- BRIEF: Return all lines below containing the word "output".

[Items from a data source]
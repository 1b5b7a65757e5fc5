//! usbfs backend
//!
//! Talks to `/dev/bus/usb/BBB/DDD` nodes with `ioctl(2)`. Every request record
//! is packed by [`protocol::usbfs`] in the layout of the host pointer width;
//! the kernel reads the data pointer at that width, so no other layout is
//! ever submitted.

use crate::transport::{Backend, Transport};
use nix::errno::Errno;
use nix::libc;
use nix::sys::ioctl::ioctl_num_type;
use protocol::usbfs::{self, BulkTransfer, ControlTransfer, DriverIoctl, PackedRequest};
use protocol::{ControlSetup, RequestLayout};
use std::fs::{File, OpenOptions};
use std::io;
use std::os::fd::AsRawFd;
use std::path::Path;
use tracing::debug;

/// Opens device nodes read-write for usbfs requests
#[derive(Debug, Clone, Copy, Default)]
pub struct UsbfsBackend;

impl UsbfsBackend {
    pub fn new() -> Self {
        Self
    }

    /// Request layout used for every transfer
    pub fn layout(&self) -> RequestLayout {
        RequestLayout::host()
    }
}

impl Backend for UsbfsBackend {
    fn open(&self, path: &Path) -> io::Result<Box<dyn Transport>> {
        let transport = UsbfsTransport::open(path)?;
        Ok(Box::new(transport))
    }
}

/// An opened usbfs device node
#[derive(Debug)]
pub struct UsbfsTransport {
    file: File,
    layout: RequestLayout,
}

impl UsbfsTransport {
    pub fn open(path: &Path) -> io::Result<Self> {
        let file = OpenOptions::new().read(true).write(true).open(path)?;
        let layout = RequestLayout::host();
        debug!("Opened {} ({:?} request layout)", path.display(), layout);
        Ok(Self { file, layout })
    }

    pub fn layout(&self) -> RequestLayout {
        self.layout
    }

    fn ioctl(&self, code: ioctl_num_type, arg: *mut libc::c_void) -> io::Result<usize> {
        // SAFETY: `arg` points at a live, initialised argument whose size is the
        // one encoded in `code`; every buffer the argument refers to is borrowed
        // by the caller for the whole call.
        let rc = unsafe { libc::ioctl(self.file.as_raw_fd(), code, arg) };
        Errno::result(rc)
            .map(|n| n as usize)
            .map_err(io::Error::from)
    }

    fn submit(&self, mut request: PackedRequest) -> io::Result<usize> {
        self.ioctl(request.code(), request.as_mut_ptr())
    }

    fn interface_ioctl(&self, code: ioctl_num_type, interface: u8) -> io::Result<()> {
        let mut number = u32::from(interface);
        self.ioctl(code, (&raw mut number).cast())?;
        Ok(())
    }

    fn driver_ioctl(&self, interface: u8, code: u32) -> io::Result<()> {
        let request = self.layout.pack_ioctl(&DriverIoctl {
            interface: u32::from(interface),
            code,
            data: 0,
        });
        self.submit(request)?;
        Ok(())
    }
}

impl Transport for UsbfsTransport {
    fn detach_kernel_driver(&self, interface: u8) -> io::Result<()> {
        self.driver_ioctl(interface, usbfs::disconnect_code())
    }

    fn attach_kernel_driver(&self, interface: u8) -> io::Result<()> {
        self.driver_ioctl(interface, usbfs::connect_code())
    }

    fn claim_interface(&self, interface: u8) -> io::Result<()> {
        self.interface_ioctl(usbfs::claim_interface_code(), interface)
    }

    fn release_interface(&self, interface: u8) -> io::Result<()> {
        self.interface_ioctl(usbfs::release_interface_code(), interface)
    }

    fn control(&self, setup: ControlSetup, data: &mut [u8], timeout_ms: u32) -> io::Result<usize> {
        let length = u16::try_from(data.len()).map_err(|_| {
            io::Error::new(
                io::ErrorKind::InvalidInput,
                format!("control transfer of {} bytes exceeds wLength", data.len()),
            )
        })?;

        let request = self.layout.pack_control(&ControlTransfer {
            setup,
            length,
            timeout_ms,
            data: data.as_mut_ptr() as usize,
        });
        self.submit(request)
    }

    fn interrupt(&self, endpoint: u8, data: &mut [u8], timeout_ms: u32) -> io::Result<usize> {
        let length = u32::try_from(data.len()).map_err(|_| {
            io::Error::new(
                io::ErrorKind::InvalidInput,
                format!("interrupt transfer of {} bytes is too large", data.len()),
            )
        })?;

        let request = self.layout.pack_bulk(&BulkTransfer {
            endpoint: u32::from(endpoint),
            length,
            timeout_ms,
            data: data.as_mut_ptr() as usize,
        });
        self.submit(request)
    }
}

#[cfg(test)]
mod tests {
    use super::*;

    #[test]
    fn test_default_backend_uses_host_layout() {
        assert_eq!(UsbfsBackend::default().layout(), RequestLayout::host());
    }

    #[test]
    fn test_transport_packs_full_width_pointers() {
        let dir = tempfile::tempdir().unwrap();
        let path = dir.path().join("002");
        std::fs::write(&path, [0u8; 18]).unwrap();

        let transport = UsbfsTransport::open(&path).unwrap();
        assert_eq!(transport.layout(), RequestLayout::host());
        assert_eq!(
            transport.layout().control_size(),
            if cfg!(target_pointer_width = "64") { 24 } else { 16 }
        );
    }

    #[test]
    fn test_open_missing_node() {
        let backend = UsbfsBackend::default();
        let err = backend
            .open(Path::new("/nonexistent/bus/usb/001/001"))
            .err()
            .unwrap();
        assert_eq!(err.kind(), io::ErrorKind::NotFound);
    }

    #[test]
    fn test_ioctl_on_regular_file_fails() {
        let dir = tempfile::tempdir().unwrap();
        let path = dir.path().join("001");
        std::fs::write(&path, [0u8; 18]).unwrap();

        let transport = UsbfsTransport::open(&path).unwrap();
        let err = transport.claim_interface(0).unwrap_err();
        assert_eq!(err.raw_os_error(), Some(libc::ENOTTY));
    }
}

* * *

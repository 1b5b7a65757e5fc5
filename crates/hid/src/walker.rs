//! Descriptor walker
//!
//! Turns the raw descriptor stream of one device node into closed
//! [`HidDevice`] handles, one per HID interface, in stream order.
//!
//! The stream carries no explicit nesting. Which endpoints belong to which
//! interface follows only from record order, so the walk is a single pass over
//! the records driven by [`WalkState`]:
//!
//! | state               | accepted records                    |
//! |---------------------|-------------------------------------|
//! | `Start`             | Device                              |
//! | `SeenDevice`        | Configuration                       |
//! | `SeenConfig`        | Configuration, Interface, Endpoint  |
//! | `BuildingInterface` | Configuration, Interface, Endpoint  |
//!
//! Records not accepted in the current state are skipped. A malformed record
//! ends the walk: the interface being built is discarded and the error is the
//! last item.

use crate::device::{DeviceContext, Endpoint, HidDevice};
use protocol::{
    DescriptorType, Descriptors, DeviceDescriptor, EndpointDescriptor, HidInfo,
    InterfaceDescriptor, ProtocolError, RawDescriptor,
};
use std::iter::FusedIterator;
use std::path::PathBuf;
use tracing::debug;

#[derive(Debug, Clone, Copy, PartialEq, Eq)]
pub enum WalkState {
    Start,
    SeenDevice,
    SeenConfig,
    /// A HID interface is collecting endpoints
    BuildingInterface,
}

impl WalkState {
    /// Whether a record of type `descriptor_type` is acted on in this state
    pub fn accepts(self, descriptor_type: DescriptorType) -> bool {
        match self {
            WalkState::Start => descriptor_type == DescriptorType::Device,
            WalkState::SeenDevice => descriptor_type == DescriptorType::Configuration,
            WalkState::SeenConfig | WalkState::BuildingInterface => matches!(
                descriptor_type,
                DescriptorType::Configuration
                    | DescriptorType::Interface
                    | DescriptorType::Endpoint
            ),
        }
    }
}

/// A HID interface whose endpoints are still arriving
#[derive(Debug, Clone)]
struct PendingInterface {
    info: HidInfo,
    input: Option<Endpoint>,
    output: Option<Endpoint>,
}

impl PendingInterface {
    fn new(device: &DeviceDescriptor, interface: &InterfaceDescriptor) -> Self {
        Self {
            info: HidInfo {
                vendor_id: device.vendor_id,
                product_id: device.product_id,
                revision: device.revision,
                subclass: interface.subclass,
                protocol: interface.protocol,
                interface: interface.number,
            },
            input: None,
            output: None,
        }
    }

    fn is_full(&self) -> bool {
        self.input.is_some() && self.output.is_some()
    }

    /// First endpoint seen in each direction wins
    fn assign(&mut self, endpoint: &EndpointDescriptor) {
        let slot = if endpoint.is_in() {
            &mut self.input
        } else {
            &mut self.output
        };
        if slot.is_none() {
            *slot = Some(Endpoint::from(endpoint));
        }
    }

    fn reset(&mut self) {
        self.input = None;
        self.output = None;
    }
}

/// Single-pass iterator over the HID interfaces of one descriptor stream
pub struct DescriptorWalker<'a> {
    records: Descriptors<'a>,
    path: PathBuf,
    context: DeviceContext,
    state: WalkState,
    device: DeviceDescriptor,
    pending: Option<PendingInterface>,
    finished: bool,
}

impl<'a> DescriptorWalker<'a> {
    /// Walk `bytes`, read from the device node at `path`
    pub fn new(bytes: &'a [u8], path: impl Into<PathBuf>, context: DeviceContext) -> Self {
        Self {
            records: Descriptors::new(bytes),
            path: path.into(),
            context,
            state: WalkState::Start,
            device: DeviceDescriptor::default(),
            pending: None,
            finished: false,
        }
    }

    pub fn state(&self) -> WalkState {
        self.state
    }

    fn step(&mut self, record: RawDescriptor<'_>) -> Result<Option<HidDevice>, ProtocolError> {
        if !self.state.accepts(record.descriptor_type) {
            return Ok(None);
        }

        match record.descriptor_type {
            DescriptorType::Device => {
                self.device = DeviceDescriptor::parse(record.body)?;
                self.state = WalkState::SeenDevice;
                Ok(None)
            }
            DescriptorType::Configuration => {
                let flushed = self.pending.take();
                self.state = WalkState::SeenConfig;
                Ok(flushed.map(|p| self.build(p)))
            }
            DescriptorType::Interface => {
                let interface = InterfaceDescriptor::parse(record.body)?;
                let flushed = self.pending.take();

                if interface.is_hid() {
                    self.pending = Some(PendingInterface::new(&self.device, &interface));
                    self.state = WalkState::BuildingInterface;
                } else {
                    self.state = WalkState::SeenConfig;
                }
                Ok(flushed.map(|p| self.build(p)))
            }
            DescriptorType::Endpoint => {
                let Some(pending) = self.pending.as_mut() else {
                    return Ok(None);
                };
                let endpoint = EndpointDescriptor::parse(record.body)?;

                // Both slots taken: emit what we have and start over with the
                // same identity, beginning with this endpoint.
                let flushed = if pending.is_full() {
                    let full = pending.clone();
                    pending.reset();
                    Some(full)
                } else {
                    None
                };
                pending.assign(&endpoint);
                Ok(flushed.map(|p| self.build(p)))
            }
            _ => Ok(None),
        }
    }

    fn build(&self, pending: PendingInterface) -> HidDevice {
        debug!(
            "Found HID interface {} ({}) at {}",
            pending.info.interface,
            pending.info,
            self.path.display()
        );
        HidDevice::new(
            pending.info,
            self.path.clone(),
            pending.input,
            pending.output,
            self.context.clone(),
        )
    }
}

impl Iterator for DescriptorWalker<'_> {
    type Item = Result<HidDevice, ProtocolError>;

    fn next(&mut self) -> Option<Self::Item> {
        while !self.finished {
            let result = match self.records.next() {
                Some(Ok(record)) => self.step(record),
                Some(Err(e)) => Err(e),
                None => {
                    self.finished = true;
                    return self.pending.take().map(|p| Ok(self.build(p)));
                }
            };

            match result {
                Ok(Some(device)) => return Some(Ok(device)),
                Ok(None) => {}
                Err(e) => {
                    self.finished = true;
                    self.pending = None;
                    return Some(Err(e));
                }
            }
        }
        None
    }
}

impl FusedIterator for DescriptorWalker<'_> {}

- WRITTEN ANSWER:
    output: Option<Endpoint>,
            output: None,
        self.input.is_some() && self.output.is_some()
            &mut self.output
        self.output = None;
            pending.output,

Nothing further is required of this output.